According to Karunakaran, this regime change impacts the traditional role of long-duration government bonds as a safe haven, as it makes bonds less reliable and less effective as a defensive risk diversifier for stocks.
“Bonds play their safe-haven role most effectively when they have both low volatility and low correlation to stocks. The regime shift to a more uncertain inflation environment has made bonds more volatile and made the bond/stock correlation more variable,” he said.
This, however, does not mean that long-duration government bonds are no longer useful as a means of diversification, Karunakaran said, noting that they can still be useful in certain scenarios, including economic growth shocks.
But given that the reverse is also true, he stressed that “relying on long-duration government bonds as the only means of diversifying equity risk is not a good idea.”
“The takeaway is that portfolio construction should not rely too heavily on long-duration government bonds as a defensive diversifier from equity risk,” Karunakaran said.
“Relying solely on the sole lever of duration to diversify equity risk integrates an implicit macroeconomic forecast on the types of macroeconomic scenarios likely in the future.
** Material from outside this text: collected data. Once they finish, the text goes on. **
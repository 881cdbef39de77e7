/// bulk import - load customers and historical loans from csv
use credit_decision_rs::{
    import_customers, import_loans, CreditEngine, CreditPolicy, LoanStatus, SafeTimeProvider,
    TimeSource,
};

const CUSTOMERS: &str = "\
first_name,last_name,age,phone_number,monthly_salary
Arjun,Reddy,38,9800011111,60000
Sneha,Joshi,27,9800022222,35000
Vikram,Singh,16,9800033333,20000
";

const LOANS: &str = "\
customer_id,loan_amount,tenure,interest_rate,start_date,emis_paid_on_time
1,800000,48,9.5,2019-04-01,45
1,300000,24,11,2023-02-15,10
2,1500000,36,10,2022-01-01,12
2,400000,12,13.75,,
7,10000,12,10,,
";

fn main() -> Result<(), Box<dyn std::error::Error>> {
    env_logger::init();

    let time = SafeTimeProvider::new(TimeSource::System);
    let mut engine = CreditEngine::in_memory(CreditPolicy::standard())?;

    let customers = import_customers(&mut engine, CUSTOMERS.as_bytes())?;
    println!("customers: {} created, {} failed", customers.created, customers.failed);
    for error in &customers.errors {
        println!("  {}", error);
    }

    let loans = import_loans(&mut engine, LOANS.as_bytes(), &time)?;
    println!("loans: {} created, {} failed", loans.created, loans.failed);
    for error in &loans.errors {
        println!("  {}", error);
    }

    for customer in engine.repository().customers() {
        let active = engine.customer_loans(customer.customer_id(), Some(LoanStatus::Active), &time)?;
        let all = engine.customer_loans(customer.customer_id(), None, &time)?;
        println!(
            "{}: {} loans, {} active, limit {}",
            customer.full_name(),
            all.len(),
            active.len(),
            customer.approved_limit()
        );
    }

    Ok(())
}
use log::debug;
use rust_decimal::prelude::ToPrimitive;
use rust_decimal::Decimal;
use serde::{Deserialize, Serialize};
use std::fmt;

use crate::types::LoanHistory;

/// credit score on a 1..=10 scale
#[derive(Debug, Clone, Copy, PartialEq, Eq, PartialOrd, Ord, Hash, Serialize, Deserialize)]
#[serde(transparent)]
pub struct CreditScore(u8);

impl CreditScore {
    pub const MIN: CreditScore = CreditScore(1);
    pub const MAX: CreditScore = CreditScore(10);

    /// clamp any value onto the 1..=10 scale
    pub fn new(value: u8) -> Self {
        CreditScore(value.clamp(Self::MIN.0, Self::MAX.0))
    }

    pub fn value(&self) -> u8 {
        self.0
    }

    /// decile mapping of an on-time percentage, inclusive on the lower edge
    pub fn from_on_time_percentage(percentage: Decimal) -> Self {
        let decile = (percentage / Decimal::TEN).floor();
        let score = decile.to_u8().unwrap_or(if decile.is_sign_negative() { 0 } else { u8::MAX });
        CreditScore::new(score.saturating_add(1))
    }
}

impl fmt::Display for CreditScore {
    fn fmt(&self, f: &mut fmt::Formatter<'_>) -> fmt::Result {
        write!(f, "{}", self.0)
    }
}

/// aggregate on-time percentage across a history, None when there is nothing to rate
pub fn on_time_ratio(history: &[LoanHistory]) -> Option<Decimal> {
    let total_emis: u64 = history.iter().map(|h| h.tenure_months as u64).sum();
    if total_emis == 0 {
        return None;
    }

    let paid_on_time: u64 = history.iter().map(|h| h.emis_paid_on_time as u64).sum();
    Some(Decimal::from(paid_on_time) / Decimal::from(total_emis) * Decimal::ONE_HUNDRED)
}

/// score a customer from their loan history
///
/// New customers (no history, or no scheduled EMIs at all) get the maximum score.
pub fn score(history: &[LoanHistory]) -> CreditScore {
    match on_time_ratio(history) {
        None => CreditScore::MAX,
        Some(percentage) => {
            let score = CreditScore::from_on_time_percentage(percentage);
            debug!(
                "scored {} loans: {}% on time -> {}",
                history.len(),
                percentage.round_dp(2),
                score
            );
            score
        }
    }
}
This [is] a risky bet to make given the unreliability of macroeconomic forecasts in general, and particularly in regimes of high inflation uncertainty.
An alternative approach, he noted, is to reduce reliance on macroeconomic forecasts by focusing instead on building portfolios that are resilient to a wide range of possible outcomes.
“This means expanding the risk diversification toolbox to complement conventional duration leverage with other investments that have the following attributes: low downside volatility, low correlation with equity markets, strong defensive bias for outperform when equity (and bond) markets suffer losses, an attractive stand-alone approach. risk/reward profile (positive expected return from true alpha),” Karunakaran said.
Highlighting “consistency of behavior” as key, he added: “It doesn’t do much good to have a risk diversification portfolio that exhibits these attributes in good times but looks like stocks in bad moments.”
“It’s like an umbrella that only opens on sunny days… it’s not fit for purpose.”
“Reliable risk diversification involves adding investments whose underlying return drivers are genuinely different from the factors that drive stock returns, especially in extreme scenarios. »
But Karunakaran warned investors to also be wary of investments labeled “alternative,” noting that while some may appear “different enough” from stocks on the surface, in reality they can end up behaving like stocks when markets fall.
“Therefore, it is important to look beyond the labels and understand the true underlying drivers of an investment’s returns, as well as how these factors are likely to impact performance in different scenarios stock market.”